Prompt:
How many of the lines in the data contain "parallelism"? Give only the number.

>>>

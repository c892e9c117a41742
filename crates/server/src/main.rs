use std::net::SocketAddr;
use std::path::PathBuf;
use std::sync::Arc;
use std::time::Duration;

use anyhow::{Context, Result};
use sha2::{Digest, Sha256};
use tokio::signal;
use tracing::{error, info, warn};
use tracing_subscriber::{layer::SubscriberExt, util::SubscriberInitExt};

use mirage_core::{
    load_config, validate_config, AcquisitionQueue, AutopilotScheduler, CheckpointStore,
    FreepikClient, GeminiClient, ImageProvider, LibraryIndex, OpenAiClient, ParallelDispatcher,
    RegistryStore, RetryingInvoker, SanitizedConfig, SqliteCheckpointStore, SqliteLibrary,
    StockCatalog, TopicCatalog,
};

use mirage_server::api::create_router;
use mirage_server::state::AppState;

/// Upper bound on how long shutdown waits for background loops.
const SHUTDOWN_GRACE: Duration = Duration::from_secs(60);

#[tokio::main]
async fn main() {
    if let Err(e) = run().await {
        error!("Fatal error: {:#}", e);
        std::process::exit(1);
    }
}

async fn run() -> Result<()> {
    // Initialize logging
    tracing_subscriber::registry()
        .with(
            tracing_subscriber::EnvFilter::try_from_default_env()
                .unwrap_or_else(|_| "info,tower_http=debug".into()),
        )
        .with(tracing_subscriber::fmt::layer())
        .init();

    // Determine config path
    let config_path = std::env::var("MIRAGE_CONFIG")
        .map(PathBuf::from)
        .unwrap_or_else(|_| PathBuf::from("config.toml"));

    // Load configuration
    info!("Loading configuration from {:?}", config_path);
    let config = load_config(&config_path)
        .with_context(|| format!("Failed to load config from {:?}", config_path))?;

    // Validate configuration
    validate_config(&config).context("Configuration validation failed")?;

    // Fingerprint of the non-secret settings, for correlating logs across restarts
    let sanitized = SanitizedConfig::from(&config);
    let config_json = serde_json::to_string(&sanitized).unwrap_or_default();
    let config_hash = format!("{:x}", Sha256::digest(config_json.as_bytes()));
    info!(config_hash = &config_hash[..16], "Configuration loaded successfully");
    info!("Database path: {:?}", config.database.path);
    info!("Library root: {:?}", config.library.root);

    // Create SQLite library index
    let library: Arc<dyn LibraryIndex> = Arc::new(
        SqliteLibrary::new(&config.database.path, &config.library.root)
            .context("Failed to create library index")?,
    );
    info!("Library index initialized");

    // Create SQLite checkpoint store
    let checkpoints: Arc<dyn CheckpointStore> = Arc::new(
        SqliteCheckpointStore::new(&config.database.path)
            .context("Failed to create checkpoint store")?,
    );
    info!("Checkpoint store initialized");

    let registry = Arc::new(RegistryStore::new(Arc::clone(&checkpoints)));
    let topics = Arc::new(TopicCatalog::new(Arc::clone(&checkpoints)));

    // Create image providers if configured
    let mut providers: Vec<Arc<dyn ImageProvider>> = Vec::new();
    if let Some(gemini_config) = &config.providers.gemini {
        match GeminiClient::new(gemini_config.clone()) {
            Ok(client) => {
                info!("Initializing Gemini provider (model: {})", gemini_config.model);
                providers.push(Arc::new(client));
            }
            Err(e) => error!("Failed to create Gemini client: {}", e),
        }
    }
    if let Some(openai_config) = &config.providers.openai {
        match OpenAiClient::new(openai_config.clone()) {
            Ok(client) => {
                info!("Initializing OpenAI provider (model: {})", openai_config.model);
                providers.push(Arc::new(client));
            }
            Err(e) => error!("Failed to create OpenAI client: {}", e),
        }
    }

    // Create autopilot if any provider is available
    let autopilot = if providers.is_empty() {
        warn!("No image provider configured, autopilot disabled");
        None
    } else {
        let dispatcher = Arc::new(ParallelDispatcher::new(
            providers,
            RetryingInvoker::new(config.retry.clone()),
            config.autopilot.parallelism,
        ));
        info!(
            parallelism = config.autopilot.parallelism,
            target_per_topic = config.autopilot.target_per_topic,
            "Autopilot initialized"
        );
        Some(Arc::new(AutopilotScheduler::new(
            config.autopilot.clone(),
            dispatcher,
            Arc::clone(&library),
            Arc::clone(&checkpoints),
            Arc::clone(&topics),
        )))
    };

    // Create stock acquisition queue if the catalog is configured
    let acquisition = match &config.stock {
        Some(stock_config) => match FreepikClient::new(stock_config.clone()) {
            Ok(client) => {
                info!("Initializing stock catalog at {}", stock_config.base_url);
                let catalog: Arc<dyn StockCatalog> = Arc::new(client);
                Some(Arc::new(AcquisitionQueue::new(
                    config.acquisition.clone(),
                    catalog,
                    Arc::clone(&library),
                    Arc::clone(&checkpoints),
                    Arc::clone(&registry),
                    Arc::clone(&topics),
                )))
            }
            Err(e) => {
                error!("Failed to create stock catalog client: {}", e);
                None
            }
        },
        None => {
            info!("Stock catalog not configured, bulk acquisition disabled");
            None
        }
    };

    // Create app state
    let state = Arc::new(AppState::new(
        config.clone(),
        library,
        checkpoints,
        registry,
        topics,
        autopilot.clone(),
        acquisition.clone(),
    ));

    // Create router
    let app = create_router(state);

    // Start server
    let addr = SocketAddr::new(config.server.host, config.server.port);
    info!("Starting server on {}", addr);

    let listener = tokio::net::TcpListener::bind(addr)
        .await
        .with_context(|| format!("Failed to bind to {}", addr))?;

    // Run server with graceful shutdown
    axum::serve(listener, app)
        .with_graceful_shutdown(shutdown_signal())
        .await
        .context("Server error")?;

    // Let running loops reach their next round or page boundary before the
    // runtime is dropped.
    info!("Server shutting down...");
    let stop_autopilot = async {
        if let Some(scheduler) = &autopilot {
            if scheduler.is_running() {
                info!("Stopping autopilot...");
            }
            scheduler.stop().await;
        }
    };
    let stop_acquisition = async {
        if let Some(queue) = &acquisition {
            if queue.is_running() {
                info!("Stopping bulk acquisition...");
            }
            queue.stop().await;
        }
    };
    let stop_loops = async {
        tokio::join!(stop_autopilot, stop_acquisition);
    };
    match tokio::time::timeout(SHUTDOWN_GRACE, stop_loops).await {
        Ok(()) => info!("Background loops stopped"),
        Err(_) => warn!(
            grace_secs = SHUTDOWN_GRACE.as_secs(),
            "Background loops still running at shutdown, abandoning them"
        ),
    }

    Ok(())
}

/// Wait for shutdown signal (Ctrl+C or SIGTERM)
async fn shutdown_signal() {
    let ctrl_c = async {
        if let Err(e) = signal::ctrl_c().await {
            error!("Failed to install Ctrl+C handler: {}", e);
            std::future::pending::<()>().await;
        }
    };

    #[cfg(unix)]
    let terminate = async {
        match signal::unix::signal(signal::unix::SignalKind::terminate()) {
            Ok(mut sigterm) => {
                sigterm.recv().await;
            }
            Err(e) => {
                error!("Failed to install SIGTERM handler: {}", e);
                std::future::pending::<()>().await;
            }
        }
    };

    #[cfg(not(unix))]
    let terminate = std::future::pending::<()>();

    tokio::select! {
        _ = ctrl_c => {},
        _ = terminate => {},
    }
}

<<<

Answer to this exercise:
2